Two days after his death at the age of 93, Mays’ presence permeated the 114-year-old single-story jewel box where he got his start in professional baseball. Long planned to honor Mays, who was born up in nearby Westfield, his Negro League companions who also called the ballpark home and the 180 other future Hall of Famers who passed through these hallowed grounds, the event took on added significance when the Giants learned Tuesday that the all-time great had died.

Before the game, which featured a three-run home run from Heliot Ramos but ultimately ended in a 6-5 loss to the Cardinals, manager Bob Melvin determined it was finally the right time to address his team in the wake of Mays’ passing.

“We had a team meeting with BoMel, and he went over some of the stories,” right-hander Jordan Hicks said. “He said he knows that he’s here right now. I felt it, just in his words.”

It was the first time Melvin shared a moment with his team since the death of his childhood neighbor who would wave to him from his pink Cadillac, who had a locker next to his when he was traded as a rookie to his hometown club and who personally congratulated him on Hall of Fame letterhead upon being hired to manage the Giants this winter. He said the lone World Series ring he owns is the only possession from four decades in the game that he cherishes as much.

Only learning of Mays’ passing shortly before the start of their game Tuesday at Wrigley Field, Melvin initially mourned and memorialized Mays by himself, allowing his players to do the same.

Two days later, in the makeshift clubhouse erected outside the stadium Mays made his professional debut in 1947 and a short drive from his childhood home, the manager morphed into a raconteur, recounting his most memorable moments with the all-time great and providing a platform for others to do the same.

“I just wanted to share a couple stories and open the floor if anybody else had anything, and how special it is to be here playing on the field that he started his career,” Melvin said. “Just how special he was. Not only just in baseball but in life in general. And what he meant to me. And what he meant to the team. What he meant to the Bay Area. What he meant to baseball. He’s a true icon in the world.”

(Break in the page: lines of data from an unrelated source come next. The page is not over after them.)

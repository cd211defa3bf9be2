// Device session: enumerate → activate → reader → negotiate → acquire → normalize
//
// Each native handle lives in the narrowest scope that needs it. Dropping a
// handle releases it, so every exit path (including `?` early returns)
// releases exactly what was acquired up to that point:
// - device descriptors: dropped right after the first one is activated
// - device source: consumed by reader creation
// - reader: lives until the frame buffer is obtained
// - frame buffer and its lock: dropped once the pixels are copied out

use crate::capture::{CaptureBackend, MediaBuffer, MediaSource, ReaderOptions, VideoDevice};

use super::acquire::FrameAcquirer;
use super::convert::normalize;
use super::error::CaptureError;
use super::negotiate::negotiate;
use super::types::CanonicalImage;

/// Session progress. Transitions only move forward; `Failed` is reachable
/// from every non-terminal state.
#[derive(Debug, Clone, Copy, PartialEq, Eq)]
pub enum SessionState {
    Idle,
    Enumerated,
    Activated,
    ReaderReady,
    FormatNegotiated,
    FrameAcquired,
    Normalized,
    Failed,
}

/// One capture run against a backend.
///
/// Built only by [`super::capture_with`], after the subsystem check.
pub(crate) struct DeviceSession<'a, B: CaptureBackend> {
    backend: &'a mut B,
    acquirer: FrameAcquirer,
    state: SessionState,
}

impl<'a, B: CaptureBackend> DeviceSession<'a, B> {
    pub(crate) fn new(backend: &'a mut B) -> Self {
        Self::with_acquirer(backend, FrameAcquirer::default())
    }

    pub(crate) fn with_acquirer(backend: &'a mut B, acquirer: FrameAcquirer) -> Self {
        Self {
            backend,
            acquirer,
            state: SessionState::Idle,
        }
    }

    #[cfg(test)]
    pub(crate) fn state(&self) -> SessionState {
        self.state
    }

    fn advance(&mut self, next: SessionState) {
        tracing::debug!("session {:?} -> {:?}", self.state, next);
        self.state = next;
    }

    /// Run the session to completion.
    ///
    /// A session runs once; calling `run` again after it finished yields
    /// `CaptureFailed` without touching the backend.
    pub(crate) fn run(&mut self) -> Result<CanonicalImage, CaptureError> {
        if self.state != SessionState::Idle {
            return Err(CaptureError::CaptureFailed(format!(
                "session already finished in state {:?}",
                self.state
            )));
        }

        let result = self.drive();
        match &result {
            Ok(image) => tracing::info!(
                "captured {}x{} frame ({} bytes)",
                image.width(),
                image.height(),
                image.data().len()
            ),
            Err(err) => {
                tracing::warn!("capture failed in state {:?}: {err}", self.state);
                self.advance(SessionState::Failed);
            }
        }
        result
    }

    fn drive(&mut self) -> Result<CanonicalImage, CaptureError> {
        let source = {
            let devices = self
                .backend
                .enumerate_devices()
                .map_err(CaptureError::device_init)?;
            self.advance(SessionState::Enumerated);

            let first = devices.first().ok_or(CaptureError::NoDeviceFound)?;
            if let Some(name) = first.friendly_name() {
                tracing::info!("using camera '{name}' (1 of {})", devices.len());
            }
            // `devices` drops at the end of this block whatever the outcome
            first.activate().map_err(CaptureError::activation)?
        };
        self.advance(SessionState::Activated);

        let (mut frame, format) = {
            let mut reader = source
                .into_reader(ReaderOptions::default())
                .map_err(CaptureError::capture)?;
            self.advance(SessionState::ReaderReady);

            let format = negotiate(&mut reader)?;
            self.advance(SessionState::FormatNegotiated);

            (self.acquirer.acquire(&mut reader)?, format)
        };
        self.advance(SessionState::FrameAcquired);

        let image = {
            let locked = frame.lock().map_err(CaptureError::capture)?;
            normalize(&locked, &format)?
        };
        self.advance(SessionState::Normalized);
        Ok(image)
    }
}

Message received, as if it was required to understand the significance of Thursday’s game, the first between major-league teams at the oldest ballpark in the country, Rickwood Field, which opened in 1910 and hosted a teenaged Mays’ first professional games three-and-a-half decades later.

From the moment the Giants’ team bus pulled in to stadium, they took every opportunity to honor the late legend.

Players, coaches, staff members — everybody — walked off the bus wearing replica gray jerseys, with “Birmingham” on the front and the No. 8 on the back, the same uniform Mays wore when he debuted at 17 years old for the Birmingham Black Barons.

Both teams adorned the “Mays 24” patch that the Giants debuted Wednesday, and Cardinals shortstop Masyn Winn, who is half-Black, said, “I hope we wear it every day.”

Serving as a backdrop to Melvin’s pregame meeting was Mays’ Hall of Fame plaque, which was flown in from Cooperstown and on display, adorned with flowers, inside the carpeted, air-conditioned tent that acted as the Giants’ temporary home quarters.

When Michael Mays finished speaking, the sold-out crowd of 8,332 began to break out in chants of “Willie!” and “Say Hey!”

“He’s fresh on everybody’s minds,” said LaMonte Wade Jr., who wasn’t able to play despite his and the Giants’ best efforts to bend the injury list rules. “The game was magnified to begin with because of Willie, and for this to happen right now, his presence is definitely here.”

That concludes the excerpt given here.